In [None]:
import os
import sys
os.environ['TF_CPP_MIN_LOG_LEVEL'] = '2' 
module_path = os.path.abspath(os.path.join('..'))
if module_path not in sys.path:
    sys.path.append(module_path)

In [None]:
import tensorflow as tf
tf.executing_eagerly()
tf.get_logger().setLevel('ERROR')

In [None]:
import numpy as np
import matplotlib.pyplot as plt
plt.rcParams['figure.figsize'] = [15, 10]

from tqdm import tqdm

from stog.utils.params import Params
from stog.data.dataset_builder import dataset_from_params, iterator_from_params
from stog.data.vocabulary import Vocabulary
from stog.training.trainer import Trainer
from stog.data.dataset import Batch
from model.text_to_amr import TextToAMR

from tensorflow.keras.layers import Embedding, Input, Dense, Flatten, LSTM, concatenate
from tensorflow.keras.models import Model
from tensorflow.keras.utils import plot_model
from tensorflow.keras.losses import MeanSquaredError

In [None]:
params = Params.from_file("../model/model_params.yaml")

In [None]:
data_params = params['data']
dataset = dataset_from_params(data_params)

In [None]:
train_data = dataset['train']
dev_data = dataset.get('dev')
test_data = dataset.get('test')

In [None]:
vocab_params = params.get('vocab', {})
vocab = Vocabulary.from_instances(instances=train_data, **vocab_params)
vocab.save_to_files("../data/processed/serialization")

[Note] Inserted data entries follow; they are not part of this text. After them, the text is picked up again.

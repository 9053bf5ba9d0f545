//! Main entry point for the dispatch workflow service.
//!
//! This binary runs the order verification and lifecycle service: the
//! workflow engine with its background wallet sweeps, plus the HTTP API
//! used by the vendor, driver and customer surfaces.

use clap::Parser;
use dispatch_config::Config;
use dispatch_core::WorkflowEngine;
use dispatch_storage::StorageFactory;
use std::collections::HashMap;
use std::path::PathBuf;
use std::sync::Arc;

mod apis;
mod server;

/// Command-line arguments for the dispatch service.
#[derive(Parser, Debug)]
#[command(author, version, about, long_about = None)]
struct Args {
	/// Path to configuration file
	#[arg(short, long, default_value = "config.toml")]
	config: PathBuf,

	/// Log level (trace, debug, info, warn, error)
	#[arg(short, long, default_value = "info")]
	log_level: String,
}

#[tokio::main]
async fn main() -> Result<(), Box<dyn std::error::Error>> {
	let args = Args::parse();

	// Initialize tracing with env filter
	use tracing_subscriber::{fmt, EnvFilter};

	let default_directive = args.log_level.to_string();
	let env_filter =
		EnvFilter::try_from_default_env().unwrap_or_else(|_| EnvFilter::new(default_directive));

	fmt()
		.with_env_filter(env_filter)
		.with_thread_ids(true)
		.with_target(true)
		.init();

	tracing::info!("Started dispatch service");

	let config = Config::from_file_async(args.config.to_str().unwrap()).await?;
	tracing::info!("Loaded configuration [{}]", config.service.id);

	let api_config = config.api.clone();
	let engine = Arc::new(build_engine(config)?);

	let api_enabled = api_config.as_ref().is_some_and(|api| api.enabled);

	if api_enabled {
		let api_config = api_config.unwrap();
		let api_engine = Arc::clone(&engine);

		tokio::select! {
			result = engine.run() => {
				tracing::info!("Engine finished");
				result?;
			}
			result = server::start_server(api_config, api_engine) => {
				tracing::info!("API server finished");
				result?;
			}
		}
	} else {
		tracing::info!("Starting engine only");
		engine.run().await?;
	}

	tracing::info!("Stopped dispatch service");
	Ok(())
}

/// Builds the workflow engine, resolving the configured primary storage
/// backend from the registered factories.
fn build_engine(config: Config) -> Result<WorkflowEngine, Box<dyn std::error::Error>> {
	let factories: HashMap<String, StorageFactory> = dispatch_storage::get_all_implementations()
		.into_iter()
		.map(|(name, factory)| (name.to_string(), factory))
		.collect();

	let primary = config.storage.primary.clone();
	let factory = factories
		.get(&primary)
		.ok_or_else(|| format!("Unknown storage backend: {}", primary))?;
	let backend_config = config
		.storage
		.implementations
		.get(&primary)
		.ok_or_else(|| format!("Missing configuration for storage backend: {}", primary))?;
	let backend = factory(backend_config)?;

	Ok(WorkflowEngine::new(config, backend)?)
}
//! Common types module for the dispatch workflow system.
//!
//! This module defines the core data types and structures used throughout
//! the order verification and lifecycle service. It provides a centralized
//! location for shared types to ensure consistency across all components.

/// Actor identity and role types for authorization decisions.
pub mod actor;
/// API types for HTTP endpoints and request/response structures.
pub mod api;
/// Error taxonomy shared by all workflow operations.
pub mod errors;
/// Event types for inter-service communication.
pub mod events;
/// Order, payment and verification types.
pub mod order;
/// Storage namespace keys for managing persistent data.
pub mod storage;
/// Utility functions for timestamps and display formatting.
pub mod utils;
/// Configuration validation types for ensuring type-safe configurations.
pub mod validation;
/// Wallet entry and payout types.
pub mod wallet;

// Re-export all types for convenient access
pub use actor::*;
pub use api::*;
pub use errors::*;
pub use events::*;
pub use order::*;
pub use storage::*;
pub use utils::{current_timestamp, truncate_id};
pub use validation::*;
pub use wallet::*;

dataset = Batch(train_data)
dataset.index_instances(vocab)
dataset.index_instances(vocab)
print(dataset)


for key in dataset.as_tensor_dict():
    print(key)
    content = dataset.as_tensor_dict()[key]
    if isinstance(content, dict):
        for inner_key in content:
            print("  ", inner_key)

train_iterator, dev_iterater, test_iterater = iterator_from_params(vocab, data_params['iterator'])

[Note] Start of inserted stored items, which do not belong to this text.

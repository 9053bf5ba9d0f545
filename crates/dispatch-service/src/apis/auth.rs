//! Actor resolution for API requests.
//!
//! Session handling lives at the gateway; requests arrive with the already
//! authenticated identity in the `x-actor-id` and `x-actor-role` headers.
//! The core receives the resolved [`Actor`] explicitly and never trusts
//! identifiers from request bodies.

use axum::http::HeaderMap;
use dispatch_types::{Actor, ActorRole, ApiError};

/// Resolves the acting identity from request headers.
pub fn actor_from_headers(headers: &HeaderMap) -> Result<Actor, ApiError> {
	let id = headers
		.get("x-actor-id")
		.and_then(|v| v.to_str().ok())
		.filter(|s| !s.is_empty())
		.ok_or_else(|| ApiError::bad_request("Missing x-actor-id header"))?;

	let role = headers
		.get("x-actor-role")
		.and_then(|v| v.to_str().ok())
		.ok_or_else(|| ApiError::bad_request("Missing x-actor-role header"))?;

	let role = match role.to_ascii_uppercase().as_str() {
		"VENDOR" => ActorRole::Vendor,
		"DRIVER" => ActorRole::Driver,
		"CUSTOMER" => ActorRole::Customer,
		"ADMIN" => ActorRole::Admin,
		"SYSTEM" => ActorRole::System,
		other => {
			return Err(ApiError::bad_request(format!(
				"Unknown actor role: {}",
				other
			)))
		},
	};

	Ok(Actor::new(id, role))
}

train_dataset = Batch(train_data)
train_dataset.index_instances(vocab)

test_dataset = Batch(test_data)
test_dataset.index_instances(vocab)

train_dataset = train_dataset.as_tensor_dict()
test_dataset = test_dataset.as_tensor_dict()

In [None]:
def create_model_input(encoder_input, decoder_input, generator_input, parser_input):
    token_encoder_input = encoder_input.get('token')
    pos_encoder_input = encoder_input.get('pos_tag')
    mask_encoder_input = encoder_input.get('mask')
    token_decoder_input = decoder_input.get('token')
    pos_decoder_input = decoder_input.get('pos_tag')

    copy_attention_map_input = generator_input.get('copy_attention_maps')
    coref_attention_map_input = generator_input.get('coref_attention_maps')
    vocab_target_input  = generator_input.get('vocab_targets')
    coref_target_input  = generator_input.get('coref_targets')
    copy_target_input  = generator_input.get('copy_targets')

    edge_heads_input = parser_input.get('edge_heads')
    edge_labels_input = parser_input.get('edge_labels')
    parser_mask_input = parser_input.get('mask')
    coref_input = parser_input.get('corefs')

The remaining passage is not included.